TASK OBJECTIVE: For this task, every record below must be reproduced exactly.

RECORDED INFORMATION:

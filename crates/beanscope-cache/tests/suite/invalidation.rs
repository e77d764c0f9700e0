use beanscope_cache::{
    DefaultEditClassifier, EditClassifier, EditEvent, ElementKind, EntryState, FileKind,
    FileSystemChange, FileSystemEvent, InvalidationDomain, ModificationTracker, TreeEdit,
    VersionedCache,
};
use beanscope_core::ConfigurationUnit;
use pretty_assertions::assert_eq;

fn local_deps(unit: &ConfigurationUnit) -> Vec<InvalidationDomain> {
    vec![
        InvalidationDomain::Unit(unit.clone()),
        InvalidationDomain::AllUnits,
    ]
}

fn apply(tracker: &ModificationTracker, event: impl Into<EditEvent>) {
    let verdict = DefaultEditClassifier.classify(&event.into());
    tracker.apply(&verdict);
}

#[test]
fn method_body_edit_keeps_entries_fresh() {
    let tracker = ModificationTracker::new();
    let cache: VersionedCache<ConfigurationUnit, u32> = VersionedCache::new("local");
    let unit = ConfigurationUnit::annotated("com.example.AppConfig");
    cache.get_or_compute(&unit, &tracker, &local_deps(&unit), || 1);

    let before = tracker.stamp(&[InvalidationDomain::Structural]);
    apply(
        &tracker,
        TreeEdit::in_file(FileKind::ClassSource)
            .units([unit.clone()])
            .parent(ElementKind::CodeBlock)
            .child(ElementKind::Statement)
            .ancestors([ElementKind::Method, ElementKind::Class]),
    );

    assert!(before.is_current(&tracker));
    assert_eq!(cache.entry_state(&unit, &tracker), EntryState::Fresh);
}

#[test]
fn structural_edit_invalidates_only_the_owning_unit() {
    let tracker = ModificationTracker::new();
    let cache: VersionedCache<ConfigurationUnit, u32> = VersionedCache::new("local");
    let edited = ConfigurationUnit::annotated("com.example.A");
    let other = ConfigurationUnit::annotated("com.example.B");
    cache.get_or_compute(&edited, &tracker, &local_deps(&edited), || 1);
    cache.get_or_compute(&other, &tracker, &local_deps(&other), || 2);

    apply(
        &tracker,
        TreeEdit::in_file(FileKind::ClassSource)
            .units([edited.clone()])
            .parent(ElementKind::Class)
            .child(ElementKind::Method),
    );

    assert_eq!(tracker.current(&InvalidationDomain::Structural), 1);
    assert_eq!(cache.entry_state(&edited, &tracker), EntryState::Stale);
    assert_eq!(cache.entry_state(&other, &tracker), EntryState::Fresh);

    let value = cache.get_or_compute(&edited, &tracker, &local_deps(&edited), || 10);
    assert_eq!(*value, 10);
}

#[test]
fn unattributed_structural_edit_invalidates_every_unit() {
    let tracker = ModificationTracker::new();
    let cache: VersionedCache<ConfigurationUnit, u32> = VersionedCache::new("local");
    let a = ConfigurationUnit::annotated("a.A");
    let b = ConfigurationUnit::xml("b.xml");
    cache.get_or_compute(&a, &tracker, &local_deps(&a), || 1);
    cache.get_or_compute(&b, &tracker, &local_deps(&b), || 2);

    apply(&tracker, FileSystemEvent::directory(FileSystemChange::Deleted));

    assert_eq!(cache.entry_state(&a, &tracker), EntryState::Stale);
    assert_eq!(cache.entry_state(&b, &tracker), EntryState::Stale);
    assert_eq!(cache.evict_stale(&tracker), 2);
    assert!(cache.is_empty());
}

#[test]
fn configuration_file_edit_bumps_configuration_token_strictly() {
    let tracker = ModificationTracker::new();
    let xml = ConfigurationUnit::xml("META-INF/beans.xml");
    let combined_deps = [
        InvalidationDomain::Structural,
        InvalidationDomain::ConfigurationFiles,
    ];
    let stamp = tracker.stamp(&combined_deps);

    apply(
        &tracker,
        TreeEdit::in_file(FileKind::Xml)
            .units([xml.clone()])
            .parent(ElementKind::Other),
    );

    assert!(!stamp.is_current(&tracker));
    assert_eq!(tracker.current(&InvalidationDomain::ConfigurationFiles), 1);
    assert_eq!(tracker.current(&InvalidationDomain::Unit(xml)), 1);
    assert_eq!(tracker.current(&InvalidationDomain::Structural), 0);
}
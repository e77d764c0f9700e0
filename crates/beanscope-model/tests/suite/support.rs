use std::sync::Arc;

use beanscope_core::{ConfigurationUnit, ImportTarget, UnitDeclarations};
use beanscope_model::{MemoryWorkspace, ModelEngine};

pub fn class(name: &str) -> ConfigurationUnit {
    ConfigurationUnit::annotated(name)
}

pub fn importing(targets: &[&str]) -> UnitDeclarations {
    UnitDeclarations {
        imports: targets
            .iter()
            .map(|target| ImportTarget::Type((*target).into()))
            .collect(),
        ..Default::default()
    }
}

pub fn workspace() -> Arc<MemoryWorkspace> {
    Arc::new(MemoryWorkspace::new())
}

pub fn engine(workspace: &Arc<MemoryWorkspace>) -> ModelEngine {
    ModelEngine::for_workspace(Arc::clone(workspace))
}

pub fn handles<'a>(units: impl IntoIterator<Item = &'a ConfigurationUnit>) -> Vec<&'a str> {
    units.into_iter().map(ConfigurationUnit::handle).collect()
}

SOLUTION TO THE PROBLEM:
filename crates/beanscope-cache/tests/suite/invalidation.rs
repository e77d764c0f9700e0
use beanscope_cache::{
    DefaultEditClassifier, EditClassifier, EditEvent, ElementKind, EntryState, FileKind,
    FileSystemChange, FileSystemEvent, InvalidationDomain, ModificationTracker, TreeEdit,
    VersionedCache,
};
use beanscope_core::ConfigurationUnit;
use pretty_assertions::assert_eq;

fn local_deps(unit: &ConfigurationUnit) -> Vec<InvalidationDomain> {
    vec![
        InvalidationDomain::Unit(unit.clone()),
        InvalidationDomain::AllUnits,
    ]
}

fn apply(tracker: &ModificationTracker, event: impl Into<EditEvent>) {
    let verdict = DefaultEditClassifier.classify(&event.into());
    tracker.apply(&verdict);
}

#[test]
fn method_body_edit_keeps_entries_fresh() {
    let tracker = ModificationTracker::new();
    let cache: VersionedCache<ConfigurationUnit, u32> = VersionedCache::new("local");
    let unit = ConfigurationUnit::annotated("com.example.AppConfig");
    cache.get_or_compute(&unit, &tracker, &local_deps(&unit), || 1);

    let before = tracker.stamp(&[InvalidationDomain::Structural]);
    apply(
        &tracker,
        TreeEdit::in_file(FileKind::ClassSource)
            .units([unit.clone()])
            .parent(ElementKind::CodeBlock)
            .child(ElementKind::Statement)
            .ancestors([ElementKind::Method, ElementKind::Class]),
    );

    assert!(before.is_current(&tracker));
    assert_eq!(cache.entry_state(&unit, &tracker), EntryState::Fresh);
}

#[test]
fn structural_edit_invalidates_only_the_owning_unit() {
    let tracker = ModificationTracker::new();
    let cache: VersionedCache<ConfigurationUnit, u32> = VersionedCache::new("local");
    let edited = ConfigurationUnit::annotated("com.example.A");
    let other = ConfigurationUnit::annotated("com.example.B");
    cache.get_or_compute(&edited, &tracker, &local_deps(&edited), || 1);
    cache.get_or_compute(&other, &tracker, &local_deps(&other), || 2);

    apply(
        &tracker,
        TreeEdit::in_file(FileKind::ClassSource)
            .units([edited.clone()])
            .parent(ElementKind::Class)
            .child(ElementKind::Method),
    );

    assert_eq!(tracker.current(&InvalidationDomain::Structural), 1);
    assert_eq!(cache.entry_state(&edited, &tracker), EntryState::Stale);
    assert_eq!(cache.entry_state(&other, &tracker), EntryState::Fresh);

    let value = cache.get_or_compute(&edited, &tracker, &local_deps(&edited), || 10);
    assert_eq!(*value, 10);
}

#[test]
fn unattributed_structural_edit_invalidates_every_unit() {
    let tracker = ModificationTracker::new();
    let cache: VersionedCache<ConfigurationUnit, u32> = VersionedCache::new("local");
    let a = ConfigurationUnit::annotated("a.A");
    let b = ConfigurationUnit::xml("b.xml");
    cache.get_or_compute(&a, &tracker, &local_deps(&a), || 1);
    cache.get_or_compute(&b, &tracker, &local_deps(&b), || 2);

    apply(&tracker, FileSystemEvent::directory(FileSystemChange::Deleted));

    assert_eq!(cache.entry_state(&a, &tracker), EntryState::Stale);
    assert_eq!(cache.entry_state(&b, &tracker), EntryState::Stale);
    assert_eq!(cache.evict_stale(&tracker), 2);
    assert!(cache.is_empty());
}

#[test]
fn configuration_file_edit_bumps_configuration_token_strictly() {
    let tracker = ModificationTracker::new();
    let xml = ConfigurationUnit::xml("META-INF/beans.xml");
    let combined_deps = [
        InvalidationDomain::Structural,
        InvalidationDomain::ConfigurationFiles,
    ];
    let stamp = tracker.stamp(&combined_deps);

    apply(
        &tracker,
        TreeEdit::in_file(FileKind::Xml)
            .units([xml.clone()])
            .parent(ElementKind::Other),
    );

    assert!(!stamp.is_current(&tracker));
    assert_eq!(tracker.current(&InvalidationDomain::ConfigurationFiles), 1);
    assert_eq!(tracker.current(&InvalidationDomain::Unit(xml)), 1);
    assert_eq!(tracker.current(&InvalidationDomain::Structural), 0);
}
repository e77d764c0f9700e0
filename crates/beanscope-model/tests/suite/support.rs
use std::sync::Arc;

use beanscope_core::{ConfigurationUnit, ImportTarget, UnitDeclarations};
use beanscope_model::{MemoryWorkspace, ModelEngine};

pub fn class(name: &str) -> ConfigurationUnit {
    ConfigurationUnit::annotated(name)
}

pub fn importing(targets: &[&str]) -> UnitDeclarations {
    UnitDeclarations {
        imports: targets
            .iter()
            .map(|target| ImportTarget::Type((*target).into()))
            .collect(),
        ..Default::default()
    }
}

pub fn workspace() -> Arc<MemoryWorkspace> {
    Arc::new(MemoryWorkspace::new())
}

pub fn engine(workspace: &Arc<MemoryWorkspace>) -> ModelEngine {
    ModelEngine::for_workspace(Arc::clone(workspace))
}

pub fn handles<'a>(units: impl IntoIterator<Item = &'a ConfigurationUnit>) -> Vec<&'a str> {
    units.into_iter().map(ConfigurationUnit::handle).collect()
}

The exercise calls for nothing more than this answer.